At Seattle's Rainier Bank, Suzanne Berger sees that such computer scams --the Pryor scenario is based on a real incident--don't happen.

The 31-year-old vice president, a graduate of the University of Pennsylvania's Wharton School of Business, is manager of Rainier Bancorporation's systems integrity department. Her five-member staff prevents unauthorized access to computerized data and customer records, and, of course, the bank's money.

Formerly a financial analyst and head of her own computer consulting firm, Ms. Berger now writes Rainier's computer security policies, advises operating divisions on internal controls, and keeps senior managers abreast of the latest security technology, such as data encoding devices.

She works in the Rainier Operations Center, the company's tightly-secured data processing center in the semi-industrial Seattle suburb of Tukwila. In addition to the mainframe, Ms. Berger's division is responsible for the security of hundreds of mini- and microcomputers scattered throughout the bank system.

A technical background and knowledge of how banks work is a must for anyone doing Ms. Berger's job, said Craig Gable, a co-owner of Headden, Kossuth and Associates, a professional recruiting firm based in Bellevue, Wash.

Job opportunities in computer security are growing, especially for insurance and financial services companies, and for other large companies operating with proprietary information in a decentralized environment, Mr. Gable said.

Ms. Berger declined to talk about specific computer security measures at Rainier, but she points out that computer security is a priority for the $8.3 billion-asset, Seattle-based Rainier Bancorporation. Through its subsidiaries, Rainier operates from 191 locations in 10 Western states and 8 Pacific Rim countries.

Video Tape on Security

Two years ago, Rainier produced a 19-minute video cassette on computer security awareness for bank employees. Called "Data Security: Be Aware or Beware,' the video won awards in 1984 from the International Film and TV Festival of New York and in 1985 from the American Society for Industrial Security.

In the film, a well-meaning but sometimes careless bank employee, played by a professional actor, experiences a number of incidents involving breaches in security. With the help of a mysterious stranger, he is made to realize the importance of company security policies.

Rainier sold the film's marketing rights to Commonwealth Films of Boston because so many companies wanted to order it, Ms. Berger said.

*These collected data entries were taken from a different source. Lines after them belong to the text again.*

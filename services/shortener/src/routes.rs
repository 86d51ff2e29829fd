//! Shortener service routes

use axum::{
    Extension, Form, Json, Router,
    extract::{FromRequest, Host, Path, Request, State},
    http::{HeaderMap, HeaderValue, StatusCode, header},
    middleware,
    response::{IntoResponse, Redirect, Response},
    routing::{get, post},
};
use serde_json::json;
use tower_sessions::Session;
use tracing::{error, info};

use crate::{
    auth,
    error::{AppError, AppResult},
    flash::{self, Flash, FlashMessage},
    links,
    middleware::require_session,
    models::{LinkView, LoginCredentials, LoginForm, RegisterForm, SessionContext, ShortenForm},
    session,
    state::AppState,
};

/// Create the router for the shortener service
pub fn create_router(state: AppState) -> Router {
    let session_layer = session::layer(
        state.session_store.clone(),
        state.session_key.clone(),
        state.config.session_ttl_seconds,
    );

    let protected_routes = Router::new()
        .route("/", get(index))
        .route("/shorten", post(shorten))
        .route_layer(middleware::from_fn(require_session));

    Router::new()
        .route("/healthz", get(health_check))
        .route("/login", get(login_page).post(login))
        .route("/register", get(register_page).post(register))
        .route("/logout", get(logout))
        .route("/:short_code", get(redirect_to_url))
        .merge(protected_routes)
        .fallback(not_found)
        .layer(session_layer)
        .with_state(state)
}

/// Origin used to build short URLs for this request
fn base_url(state: &AppState, host: &str) -> String {
    state
        .config
        .base_url
        .clone()
        .unwrap_or_else(|| format!("http://{}", host))
}

fn is_json(headers: &HeaderMap) -> bool {
    headers
        .get(header::CONTENT_TYPE)
        .and_then(|value| value.to_str().ok())
        .is_some_and(|value| value.trim_start().starts_with("application/json"))
}

fn json_failure(status: StatusCode, error: &str) -> Response {
    let body = Json(json!({
        "success": false,
        "error": error,
    }));
    (status, body).into_response()
}

/// Health check endpoint
pub async fn health_check() -> impl IntoResponse {
    (StatusCode::OK, "OK")
}

/// Unmatched routes
pub async fn not_found() -> AppError {
    AppError::NotFound
}

/// Login page
pub async fn login_page(State(state): State<AppState>, session: Session) -> AppResult<Response> {
    let messages = flash::take(&session).await?;
    let page = state.renderer.login(&messages, None)?;

    Ok(page.into_response())
}

/// Login endpoint
///
/// JSON bodies get a structured answer; form posts either log in or, when
/// the `shorten` button was used, shorten a link anonymously.
pub async fn login(
    State(state): State<AppState>,
    session: Session,
    Host(host): Host,
    req: Request,
) -> AppResult<Response> {
    if is_json(req.headers()) {
        return match Json::<LoginCredentials>::from_request(req, &state).await {
            Ok(Json(credentials)) => json_login(&state, &session, credentials).await,
            Err(rejection) => Ok(json_failure(
                StatusCode::BAD_REQUEST,
                &rejection.body_text(),
            )),
        };
    }

    let Form(form) = Form::<LoginForm>::from_request(req, &state)
        .await
        .map_err(|e| AppError::Validation(e.body_text()))?;

    if form.wants_shorten() {
        let original_url = form.url_to_shorten.unwrap_or_default();
        let base = base_url(&state, &host);
        let shortened = links::shorten(&state.link_repository, &original_url, None, &base).await?;

        let messages = flash::take(&session).await?;
        let page = state
            .renderer
            .login(&messages, Some(&shortened.short_url))?;
        return Ok(page.into_response());
    }

    let credentials = form.credentials();
    match auth::login(
        &state.user_repository,
        &session,
        &credentials.username,
        &credentials.password,
    )
    .await
    {
        Ok(_) => {
            flash::set(&session, Flash::LoginSucceeded).await?;
            Ok(Redirect::to("/").into_response())
        }
        Err(AppError::InvalidCredentials) => {
            let page = state
                .renderer
                .login(&[FlashMessage::error("Invalid credentials")], None)?;
            Ok((StatusCode::UNAUTHORIZED, page).into_response())
        }
        Err(e) => Err(e),
    }
}

async fn json_login(
    state: &AppState,
    session: &Session,
    credentials: LoginCredentials,
) -> AppResult<Response> {
    match auth::login(
        &state.user_repository,
        session,
        &credentials.username,
        &credentials.password,
    )
    .await
    {
        Ok(user) => {
            let body = Json(json!({
                "success": true,
                "user_id": user.id,
                "username": user.username,
            }));
            Ok(body.into_response())
        }
        Err(AppError::InvalidCredentials) => Ok(json_failure(
            StatusCode::UNAUTHORIZED,
            "Invalid credentials",
        )),
        Err(e) => Err(e),
    }
}

/// The authenticated user's links
pub async fn index(
    State(state): State<AppState>,
    Extension(user): Extension<SessionContext>,
    session: Session,
    Host(host): Host,
) -> AppResult<Response> {
    let base = base_url(&state, &host);
    let views: Vec<LinkView> = state
        .link_repository
        .list_by_user(user.user_id)
        .await?
        .into_iter()
        .map(|link| LinkView {
            short_url: links::short_url(&base, &link.short_code),
            original_url: link.original_url,
        })
        .collect();

    let messages = flash::take(&session).await?;
    let page = state.renderer.index(&user.username, &messages, &views)?;

    Ok(page.into_response())
}

/// Shorten a link owned by the authenticated user
pub async fn shorten(
    State(state): State<AppState>,
    Extension(user): Extension<SessionContext>,
    Host(host): Host,
    Form(form): Form<ShortenForm>,
) -> AppResult<Response> {
    let shortened = links::shorten(
        &state.link_repository,
        &form.url,
        Some(user.user_id),
        &base_url(&state, &host),
    )
    .await?;

    let page = state
        .renderer
        .shortened(&shortened.link.original_url, &shortened.short_url)?;

    Ok(page.into_response())
}

/// Redirect a short code to its original URL
pub async fn redirect_to_url(
    State(state): State<AppState>,
    Path(short_code): Path<String>,
) -> AppResult<Response> {
    let original_url = links::resolve(&state.link_repository, &short_code).await?;

    // Stored URLs are arbitrary strings; some cannot be sent as a header
    let location = HeaderValue::from_str(&original_url).map_err(|e| {
        error!("Stored URL for {} is not a valid Location: {}", short_code, e);
        AppError::Internal(format!("Unusable redirect target for {}", short_code))
    })?;

    info!("Redirecting {}", short_code);
    Ok((StatusCode::FOUND, [(header::LOCATION, location)]).into_response())
}

/// Registration page
pub async fn register_page(State(state): State<AppState>, session: Session) -> AppResult<Response> {
    let messages = flash::take(&session).await?;
    let page = state.renderer.register(&messages)?;

    Ok(page.into_response())
}

/// Registration endpoint
pub async fn register(
    State(state): State<AppState>,
    session: Session,
    Form(form): Form<RegisterForm>,
) -> AppResult<Response> {
    match auth::register(&state.user_repository, &form.username, &form.password).await {
        Ok(_) => {
            flash::set(&session, Flash::Registered).await?;
            Ok(Redirect::to("/login").into_response())
        }
        Err(AppError::DuplicateUsername(_)) => {
            let page = state
                .renderer
                .register(&[FlashMessage::error("Username already exists.")])?;
            Ok((StatusCode::CONFLICT, page).into_response())
        }
        Err(AppError::Validation(message)) => {
            let page = state.renderer.register(&[FlashMessage::error(message)])?;
            Ok((StatusCode::BAD_REQUEST, page).into_response())
        }
        Err(e) => Err(e),
    }
}

/// Logout endpoint
pub async fn logout(session: Session) -> AppResult<Response> {
    auth::logout(&session).await?;
    flash::set(&session, Flash::LoggedOut).await?;

    Ok(Redirect::to("/login").into_response())
}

Wire fraud, once a big worry for financial institutions, now is less of a threat because of improved auditing procedures and electronic countermeasures, Ms. Berger said. For example, the Rainier computer that handles wire transactions shuts down incoming telephone lines when an unauthorized entry is attempted.

The bank's programmers also are closely monitored and changes to the mainframe computer's programs must be authorized by several different persons, she said.

What worries Ms. Berger more than sophisticated wire thieves are teenage computer hackers who may try to gain access to or alter bank records. Only once in recent years has a hacker tried to break into Rainier's mainframe, she said. The computer cut off the call when an improper access code was used. …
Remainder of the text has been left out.